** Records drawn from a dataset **
# # #
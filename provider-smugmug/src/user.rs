//! Current-user probe.

use remote_traits::http::{HttpClient, HttpMethod, HttpRequest};
use tracing::debug;

use crate::error::{Result, SmugMugError};
use crate::types::UserResponse;
use crate::{API_CURRENT_USER, API_ROOT};

/// Resolve the URI of the authenticated user.
///
/// Issues the `!authuser` probe. Uses the transport's default retry policy;
/// this call is cheap and outside any caller-managed retry budget.
pub async fn current_user_uri(transport: &dyn HttpClient, token: &str) -> Result<String> {
    let url = format!(
        "{}?_accept={}&_verbosity=1",
        API_CURRENT_USER,
        urlencoding::encode("application/json")
    );
    let request = HttpRequest::new(HttpMethod::Get, url).bearer_token(token);
    let response = transport.execute(request).await?;

    if !response.is_success() {
        return Err(SmugMugError::Api {
            status: response.status,
            message: response.text().unwrap_or_default(),
        });
    }

    let decoded: UserResponse = response
        .json()
        .map_err(|e| SmugMugError::Decode(e.to_string()))?;

    let user_uri = decoded
        .response
        .user
        .map(|u| u.uri)
        .filter(|uri| !uri.is_empty())
        .ok_or(SmugMugError::MissingUserUri)?;

    debug!(user_uri = %user_uri, "resolved current user");
    Ok(user_uri)
}

/// Resolve the albums endpoint for the authenticated user.
pub async fn current_user_albums_uri(transport: &dyn HttpClient, token: &str) -> Result<String> {
    let user_uri = current_user_uri(transport, token).await?;
    Ok(format!("{}{}!albums", API_ROOT, user_uri))
}
//! Single-attempt media upload to the SmugMug upload host.

use async_trait::async_trait;
use bytes::Bytes;
use remote_traits::{
    http::{HttpClient, HttpMethod, HttpRequest, RetryPolicy},
    upload::MediaUploader,
    RemoteError,
};
use std::path::Path;
use std::sync::Arc;
use tracing::{debug, warn};

use crate::error::SmugMugError;
use crate::types::UploadAck;
use crate::{ALBUM_URI_BASE, UPLOAD_URI};

/// Determine the Content-Type header value from the file extension.
fn media_type(path: &Path) -> &'static str {
    let ext = path
        .extension()
        .and_then(|e| e.to_str())
        .map(|e| e.to_ascii_lowercase());

    match ext.as_deref() {
        Some("jpg") | Some("jpeg") => "image/jpeg",
        Some("png") => "image/png",
        Some("gif") => "image/gif",
        Some("webp") => "image/webp",
        Some("heic") => "image/heic",
        Some("tif") | Some("tiff") => "image/tiff",
        Some("bmp") => "image/bmp",
        Some("avif") => "image/avif",
        Some("mp4") => "video/mp4",
        Some("mov") => "video/quicktime",
        _ => "application/octet-stream",
    }
}

/// Uploader posting raw image bytes to the SmugMug upload host.
///
/// One call is one attempt: the file is read fresh, transmitted fully, and
/// the JSON acknowledgment interpreted. Only `stat == "ok"` counts as
/// success.
pub struct SmugMugUploader {
    transport: Arc<dyn HttpClient>,
    token: String,
    upload_uri: String,
}

impl SmugMugUploader {
    pub fn new(transport: Arc<dyn HttpClient>, token: impl Into<String>) -> Self {
        Self {
            transport,
            token: token.into(),
            upload_uri: UPLOAD_URI.to_string(),
        }
    }

    /// Override the upload host, for tests.
    pub fn with_upload_uri(mut self, uri: impl Into<String>) -> Self {
        self.upload_uri = uri.into();
        self
    }
}

#[async_trait]
impl MediaUploader for SmugMugUploader {
    async fn upload_media(
        &self,
        album_key: &str,
        path: &Path,
        digest_hex: &str,
        size: u64,
    ) -> remote_traits::Result<()> {
        // Open fresh on every attempt; a previous partial read must not leak
        // into this one.
        let body = tokio::fs::read(path)
            .await
            .map_err(|e| RemoteError::Request(format!("failed to read {}: {}", path.display(), e)))?;

        let file_name = path
            .file_name()
            .and_then(|n| n.to_str())
            .ok_or_else(|| RemoteError::Request(format!("invalid file name: {}", path.display())))?
            .to_string();

        debug!(
            album_key,
            file_name = %file_name,
            size,
            "transmitting media"
        );

        let request = HttpRequest::new(HttpMethod::Post, self.upload_uri.clone())
            .bearer_token(&self.token)
            .header("Accept", "application/json")
            .header("Content-Type", media_type(path))
            .header("Content-MD5", digest_hex)
            .header("X-Smug-AlbumUri", format!("{}/{}", ALBUM_URI_BASE, album_key))
            .header("X-Smug-ResponseType", "JSON")
            .header("X-Smug-Version", "v2")
            .header("X-Smug-FileName", &file_name)
            .body(Bytes::from(body));

        let response = self
            .transport
            .execute_with_retry(request, RetryPolicy::none())
            .await?;

        if !response.is_success() {
            warn!(status = response.status, file_name = %file_name, "upload rejected");
            return Err(SmugMugError::Api {
                status: response.status,
                message: response.text().unwrap_or_default(),
            }
            .into());
        }

        let ack: UploadAck = response
            .json()
            .map_err(|e| SmugMugError::Decode(e.to_string()))?;

        if ack.is_ok() {
            Ok(())
        } else {
            Err(SmugMugError::Api {
                status: response.status,
                message: ack.message,
            }
            .into())
        }
    }
}

#[cfg(test)]
mod tests {
    use super::*;
    use mockall::mock;
    use remote_traits::http::HttpResponse;
    use std::collections::HashMap;
    use std::io::Write;

    mock! {
        Transport {}

        #[async_trait]
        impl HttpClient for Transport {
            async fn execute(&self, request: HttpRequest) -> remote_traits::Result<HttpResponse>;
            async fn execute_with_retry(
                &self,
                request: HttpRequest,
                policy: RetryPolicy,
            ) -> remote_traits::Result<HttpResponse>;
        }
    }

    fn temp_image(bytes: &[u8]) -> tempfile::TempPath {
        let mut file = tempfile::Builder::new()
            .suffix(".jpg")
            .tempfile()
            .unwrap();
        file.write_all(bytes).unwrap();
        file.into_temp_path()
    }

    fn json_response(status: u16, body: &str) -> HttpResponse {
        HttpResponse {
            status,
            headers: HashMap::new(),
            body: Bytes::from(body.to_string()),
        }
    }

    #[tokio::test]
    async fn test_upload_success() {
        let path = temp_image(b"jpeg bytes");

        let mut transport = MockTransport::new();
        transport
            .expect_execute_with_retry()
            .times(1)
            .returning(|request, policy| {
                assert_eq!(policy.max_attempts, 1);
                assert_eq!(request.method, HttpMethod::Post);
                assert_eq!(
                    request.headers.get("X-Smug-AlbumUri"),
                    Some(&"/api/v2/album/k1".to_string())
                );
                assert_eq!(
                    request.headers.get("Content-Type"),
                    Some(&"image/jpeg".to_string())
                );
                assert!(request.headers.contains_key("Content-MD5"));
                assert_eq!(request.body.as_ref().unwrap().len(), 10);
                Ok(json_response(200, r#"{"stat": "ok"}"#))
            });

        let uploader = SmugMugUploader::new(Arc::new(transport), "token");
        let result = uploader.upload_media("k1", &path, "abc123", 10).await;
        assert!(result.is_ok());
    }

    #[tokio::test]
    async fn test_upload_negative_ack_is_error() {
        let path = temp_image(b"data");

        let mut transport = MockTransport::new();
        transport
            .expect_execute_with_retry()
            .times(1)
            .returning(|_, _| {
                Ok(json_response(
                    200,
                    r#"{"stat": "fail", "message": "no such album"}"#,
                ))
            });

        let uploader = SmugMugUploader::new(Arc::new(transport), "token");
        let result = uploader.upload_media("k1", &path, "abc", 4).await;
        assert!(matches!(result, Err(RemoteError::Api { .. })));
    }

    #[tokio::test]
    async fn test_upload_unparseable_ack_is_decode_error() {
        let path = temp_image(b"data");

        let mut transport = MockTransport::new();
        transport
            .expect_execute_with_retry()
            .times(1)
            .returning(|_, _| Ok(json_response(200, "garbage")));

        let uploader = SmugMugUploader::new(Arc::new(transport), "token");
        let result = uploader.upload_media("k1", &path, "abc", 4).await;
        assert!(matches!(result, Err(RemoteError::Decode(_))));
    }

    #[tokio::test]
    async fn test_upload_missing_file_is_request_error() {
        let transport = MockTransport::new();
        let uploader = SmugMugUploader::new(Arc::new(transport), "token");
        let result = uploader
            .upload_media("k1", Path::new("/nonexistent/file.jpg"), "abc", 0)
            .await;
        assert!(matches!(result, Err(RemoteError::Request(_))));
    }

    #[test]
    fn test_media_type_from_extension() {
        assert_eq!(media_type(Path::new("a.JPG")), "image/jpeg");
        assert_eq!(media_type(Path::new("a.png")), "image/png");
        assert_eq!(media_type(Path::new("a.mov")), "video/quicktime");
        assert_eq!(media_type(Path::new("a.unknown")), "application/octet-stream");
        assert_eq!(media_type(Path::new("noext")), "application/octet-stream");
    }
}
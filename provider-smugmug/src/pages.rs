//! Paginated listing sources for albums and album images.
//!
//! Each source performs exactly one request per `fetch_page` call with
//! [`RetryPolicy::none`]; dropped pages are the aggregator's concern.

use async_trait::async_trait;
use remote_traits::{
    http::{HttpClient, HttpMethod, HttpRequest, RetryPolicy},
    listing::{Page, PagedSource},
};
use std::sync::Arc;
use tracing::debug;

use crate::error::SmugMugError;
use crate::types::{Album, AlbumImage, AlbumsResponse, ImagesResponse, PageInfo};
use crate::{ALBUM_SEARCH_URI, ALBUM_URI_BASE, API_ROOT};

fn listing_url(uri: &str, filter: &str, start: u32, count: u32) -> String {
    format!(
        "{}?_accept={}&_verbosity=1&_filter={}&_filteruri=&start={}&count={}",
        uri,
        urlencoding::encode("application/json"),
        urlencoding::encode(filter),
        start,
        count
    )
}

async fn fetch_listing(
    transport: &dyn HttpClient,
    token: &str,
    url: String,
) -> remote_traits::Result<remote_traits::HttpResponse> {
    let request = HttpRequest::new(HttpMethod::Get, url).bearer_token(token);
    let response = transport
        .execute_with_retry(request, RetryPolicy::none())
        .await?;

    if !response.is_success() {
        return Err(SmugMugError::Api {
            status: response.status,
            message: response.text().unwrap_or_default(),
        }
        .into());
    }

    Ok(response)
}

fn page_from<T>(items: Vec<T>, pages: PageInfo) -> Page<T> {
    Page {
        total: pages.total,
        start: pages.start,
        count: pages.count,
        items,
    }
}

/// Paged source over the authenticated user's albums.
pub struct AlbumSource {
    transport: Arc<dyn HttpClient>,
    token: String,
    albums_uri: String,
}

impl AlbumSource {
    /// `albums_uri` is the fully resolved albums endpoint for the user, as
    /// returned by [`crate::current_user_albums_uri`].
    pub fn new(transport: Arc<dyn HttpClient>, token: impl Into<String>, albums_uri: impl Into<String>) -> Self {
        Self {
            transport,
            token: token.into(),
            albums_uri: albums_uri.into(),
        }
    }
}

#[async_trait]
impl PagedSource for AlbumSource {
    type Item = Album;

    async fn fetch_page(&self, start: u32, count: u32) -> remote_traits::Result<Page<Album>> {
        debug!(start, count, "fetching album page");
        let url = listing_url(&self.albums_uri, "AlbumKey,Name", start, count);
        let response = fetch_listing(self.transport.as_ref(), &self.token, url).await?;

        let decoded: AlbumsResponse = response
            .json()
            .map_err(|e| SmugMugError::Decode(e.to_string()))?;

        Ok(page_from(decoded.response.album, decoded.response.pages))
    }
}

/// Paged source over the images of one album.
pub struct AlbumImageSource {
    transport: Arc<dyn HttpClient>,
    token: String,
    images_uri: String,
}

impl AlbumImageSource {
    pub fn new(transport: Arc<dyn HttpClient>, token: impl Into<String>, album_key: &str) -> Self {
        Self {
            transport,
            token: token.into(),
            images_uri: format!("{}{}/{}!images", API_ROOT, ALBUM_URI_BASE, album_key),
        }
    }
}

#[async_trait]
impl PagedSource for AlbumImageSource {
    type Item = AlbumImage;

    async fn fetch_page(&self, start: u32, count: u32) -> remote_traits::Result<Page<AlbumImage>> {
        debug!(start, count, "fetching album image page");
        let url = listing_url(&self.images_uri, "ArchivedMD5,FileName", start, count);
        let response = fetch_listing(self.transport.as_ref(), &self.token, url).await?;

        let decoded: ImagesResponse = response
            .json()
            .map_err(|e| SmugMugError::Decode(e.to_string()))?;

        Ok(page_from(
            decoded.response.album_image,
            decoded.response.pages,
        ))
    }
}

/// Combine search terms into the single plus-separated string the search
/// endpoint expects for its `Text` parameter.
fn combine_terms(terms: &[String]) -> String {
    terms.join("+")
}

/// Paged source over album search results, scoped to one user.
///
/// Results are ranked by the service; ordering across the merged result is
/// the aggregator's concern.
pub struct AlbumSearchSource {
    transport: Arc<dyn HttpClient>,
    token: String,
    user_uri: String,
    text: String,
}

impl AlbumSearchSource {
    /// `user_uri` is the bare user URI from
    /// [`crate::user::current_user_uri`], used as the search scope.
    pub fn new(
        transport: Arc<dyn HttpClient>,
        token: impl Into<String>,
        user_uri: impl Into<String>,
        terms: &[String],
    ) -> Self {
        Self {
            transport,
            token: token.into(),
            user_uri: user_uri.into(),
            text: combine_terms(terms),
        }
    }

    fn search_url(&self, start: u32, count: u32) -> String {
        format!(
            "{}?_accept={}&_verbosity=1&_filter={}&_filteruri=&Scope={}&SortDirection=Descending&SortMethod=Rank&Text={}&start={}&count={}",
            ALBUM_SEARCH_URI,
            urlencoding::encode("application/json"),
            urlencoding::encode("Album,Name,AlbumKey"),
            urlencoding::encode(&self.user_uri),
            urlencoding::encode(&self.text),
            start,
            count
        )
    }
}

#[async_trait]
impl PagedSource for AlbumSearchSource {
    type Item = Album;

    async fn fetch_page(&self, start: u32, count: u32) -> remote_traits::Result<Page<Album>> {
        debug!(start, count, text = %self.text, "fetching album search page");
        let url = self.search_url(start, count);
        let response = fetch_listing(self.transport.as_ref(), &self.token, url).await?;

        let decoded: AlbumsResponse = response
            .json()
            .map_err(|e| SmugMugError::Decode(e.to_string()))?;

        Ok(page_from(decoded.response.album, decoded.response.pages))
    }
}
//! Authenticated HTTP transport abstraction.
//!
//! The provider crates build requests against this trait; the concrete
//! implementation (reqwest on desktop) lives in `transport-reqwest`.

use async_trait::async_trait;
use bytes::Bytes;
use serde::de::DeserializeOwned;
use std::collections::HashMap;
use std::time::Duration;

use crate::error::{RemoteError, Result};

/// HTTP method types used by the providers.
#[derive(Debug, Clone, Copy, PartialEq, Eq)]
pub enum HttpMethod {
    Get,
    Post,
    Head,
}

/// HTTP request description, independent of the underlying client.
#[derive(Debug, Clone)]
pub struct HttpRequest {
    pub method: HttpMethod,
    pub url: String,
    pub headers: HashMap<String, String>,
    pub body: Option<Bytes>,
    pub timeout: Option<Duration>,
}

impl HttpRequest {
    pub fn new(method: HttpMethod, url: impl Into<String>) -> Self {
        Self {
            method,
            url: url.into(),
            headers: HashMap::new(),
            body: None,
            timeout: None,
        }
    }

    pub fn header(mut self, key: impl Into<String>, value: impl Into<String>) -> Self {
        self.headers.insert(key.into(), value.into());
        self
    }

    pub fn bearer_token(self, token: impl Into<String>) -> Self {
        self.header("Authorization", format!("Bearer {}", token.into()))
    }

    pub fn body(mut self, body: Bytes) -> Self {
        self.body = Some(body);
        self
    }

    pub fn timeout(mut self, duration: Duration) -> Self {
        self.timeout = Some(duration);
        self
    }
}

/// HTTP response as seen by the providers.
#[derive(Debug)]
pub struct HttpResponse {
    pub status: u16,
    pub headers: HashMap<String, String>,
    pub body: Bytes,
}

impl HttpResponse {
    /// Parse the response body as JSON.
    pub fn json<T: DeserializeOwned>(&self) -> Result<T> {
        serde_json::from_slice(&self.body).map_err(|e| RemoteError::Decode(e.to_string()))
    }

    /// Get the response body as a UTF-8 string.
    pub fn text(&self) -> Result<String> {
        String::from_utf8(self.body.to_vec())
            .map_err(|e| RemoteError::Decode(format!("invalid UTF-8: {}", e)))
    }

    /// Check if the response status is successful (2xx).
    pub fn is_success(&self) -> bool {
        (200..300).contains(&self.status)
    }
}

/// Retry policy applied inside the transport.
///
/// Providers that manage their own retry budget (the upload worker pool, the
/// page fetchers) must pass [`RetryPolicy::none`] so that one `execute` call
/// means exactly one attempt on the wire.
#[derive(Debug, Clone)]
pub struct RetryPolicy {
    /// Maximum number of attempts, including the first one
    pub max_attempts: u32,
    /// Base delay between retries
    pub base_delay: Duration,
    /// Maximum delay between retries
    pub max_delay: Duration,
    /// Whether to use exponential backoff
    pub use_exponential_backoff: bool,
}

impl RetryPolicy {
    /// A policy that performs exactly one attempt.
    pub fn none() -> Self {
        Self {
            max_attempts: 1,
            base_delay: Duration::ZERO,
            max_delay: Duration::ZERO,
            use_exponential_backoff: false,
        }
    }
}

impl Default for RetryPolicy {
    fn default() -> Self {
        Self {
            max_attempts: 3,
            base_delay: Duration::from_millis(100),
            max_delay: Duration::from_secs(30),
            use_exponential_backoff: true,
        }
    }
}

/// Async HTTP client trait.
///
/// Implementations are expected to inject nothing: authorization headers are
/// set by the caller, so a request carries everything needed to execute it.
#[async_trait]
pub trait HttpClient: Send + Sync {
    /// Execute an HTTP request with the default retry policy.
    async fn execute(&self, request: HttpRequest) -> Result<HttpResponse>;

    /// Execute an HTTP request with an explicit retry policy.
    async fn execute_with_retry(
        &self,
        request: HttpRequest,
        policy: RetryPolicy,
    ) -> Result<HttpResponse>;
}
# # #
Once you find the line containing "default retry policy;", stop: reproduce exactly that line and every line of the data before it, and nothing else.

** TASK RESULT **
filename provider-smugmug/src/user.rs
//! Current-user probe.

use remote_traits::http::{HttpClient, HttpMethod, HttpRequest};
use tracing::debug;

use crate::error::{Result, SmugMugError};
use crate::types::UserResponse;
use crate::{API_CURRENT_USER, API_ROOT};

/// Resolve the URI of the authenticated user.
///
/// Issues the `!authuser` probe. Uses the transport's default retry policy;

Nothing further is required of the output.